Why celebrate Π Day, when you can celebrate Cake Month instead?

Elijah, served cake and water by an angel of the Lord. Lucky stiff.

It’s still Π Day for a few minutes more here in the Eastern Time Zone, and I know it goes without saying, but what a holiday it’s been. Yet I still long for the simpler Π Days of my childhood. It’s all so commericial now, with the Π Nog Lattes at Starbucks and Justin Beiber’s cover of “Do They Know it’s Π Day?” on constant repeat on the mall’s muzak system.

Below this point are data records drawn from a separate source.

//! MySQL dialect.
//!
//! - Backtick identifier quoting
//! - `X'..'` binary literals
//! - LIMIT/OFFSET paging
//! - `WITH ROLLUP` only; no CUBE, no FULL OUTER JOIN
//! - Date differences from TIMESTAMPDIFF against a fixed anchor, microsecond resolution

use super::{helpers, GroupModifierStyle, SqlDialect};
use crate::error::{Error, Result};
use crate::sql::expr::DateUnit;
use crate::sql::token::{Token, TokenStream};

/// Earliest DATETIME MySQL supports; boundary indexes count from here.
const BOUNDARY_ANCHOR: &str = "1000-01-01";

/// MySQL dialect.
#[derive(Debug, Clone, Copy)]
pub struct MySql;

impl SqlDialect for MySql {
    fn name(&self) -> &'static str {
        "mysql"
    }

    fn quote_identifier(&self, ident: &str) -> String {
        helpers::quote_backtick(ident)
    }

    fn format_binary(&self, bytes: &[u8]) -> String {
        format!("X'{}'", helpers::hex_upper(bytes))
    }

    fn null_coalesce_function(&self) -> &'static str {
        "IFNULL"
    }

    fn emit_date_diff(
        &self,
        unit: DateUnit,
        start: &TokenStream,
        end: &TokenStream,
    ) -> Result<TokenStream> {
        // Whole units elapsed since a midnight on the first of January is the
        // boundary index of a timestamp; the difference of two indexes counts
        // the boundaries crossed between them.
        let anchor = helpers::text(BOUNDARY_ANCHOR);
        let index = |keyword: &str, at: &TokenStream| {
            let unit: TokenStream = Token::Raw(keyword.into()).into();
            helpers::call("TIMESTAMPDIFF", &[&unit, &anchor, at])
        };
        let crossed = |keyword: &str| {
            helpers::binary(&index(keyword, end), Token::Minus, &index(keyword, start))
        };
        // Weeks start on Sunday (DAYOFWEEK = 1).
        let week_index = |at: &TokenStream| {
            helpers::binary(
                &helpers::call("TO_DAYS", &[at]),
                Token::Minus,
                &helpers::call("DAYOFWEEK", &[at]),
            )
        };
        let milli_index = |at: &TokenStream| {
            helpers::binary(
                &index("MICROSECOND", at),
                Token::Raw("DIV".into()),
                &helpers::int(1000),
            )
        };

        Ok(match unit {
            DateUnit::Year => crossed("YEAR"),
            DateUnit::Quarter => crossed("QUARTER"),
            DateUnit::Month => crossed("MONTH"),
            DateUnit::DayOfYear | DateUnit::Day => helpers::call("DATEDIFF", &[end, start]),
            DateUnit::Week => helpers::binary(
                &helpers::binary(&week_index(end), Token::Minus, &week_index(start)),
                Token::Raw("DIV".into()),
                &helpers::int(7),
            ),
            DateUnit::Hour => crossed("HOUR"),
            DateUnit::Minute => crossed("MINUTE"),
            DateUnit::Second => crossed("SECOND"),
            DateUnit::Millisecond => {
                helpers::binary(&milli_index(end), Token::Minus, &milli_index(start))
            }
            DateUnit::Microsecond => {
                let unit: TokenStream = Token::Raw("MICROSECOND".into()).into();
                helpers::call("TIMESTAMPDIFF", &[&unit, start, end])
            }
            DateUnit::Nanosecond => {
                return Err(Error::unsupported("nanosecond date difference", self.name()))
            }
        })
    }

    fn group_modifier_style(&self) -> GroupModifierStyle {
        GroupModifierStyle::Suffix
    }

    fn supports_cube(&self) -> bool {
        false
    }

    fn supports_full_outer_join(&self) -> bool {
        false
    }
}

And that’s not to mention that fake precision that’s all the rage with the tweens, their memorizing π to all those places.* “In my day,** π was between 3.1408 and 3.1429 and that was good enough for us, consarnit!***

Anyway, there was a rhetorical question in the title of this post, and I mean to answer it with another one. One day on which we all get really obsessed with a non-repeating decimal’s value is pretty sweet, but you know what’s sweeter than Π? Pie. But you know what’s often sweeter than that? Cake.**** And you know what those medieval English folks got for an entire month, according to Bede? The answer’s the same: sweet, sweet cake.***** Witness his venerableness’s words in The Reckoning of Time****** :

Sol-monath dici potest mensis placentarum, quas in eo diis suis offerebant.

Solmonath can be called the “month of cakes”, which they offered to their gods in that month.

I’m afraid I got your hopes up a little prematurely, though, for Solmonath is the Anglo-Saxon word for February, which is nearly twelve whole months away. If only there were a blog that posted information on medieval monthly traditions on a regular schedule, then this tragedy might have been avoided.******* But, on the up side, you’ve got twelve months to get those cakes ready for your gods.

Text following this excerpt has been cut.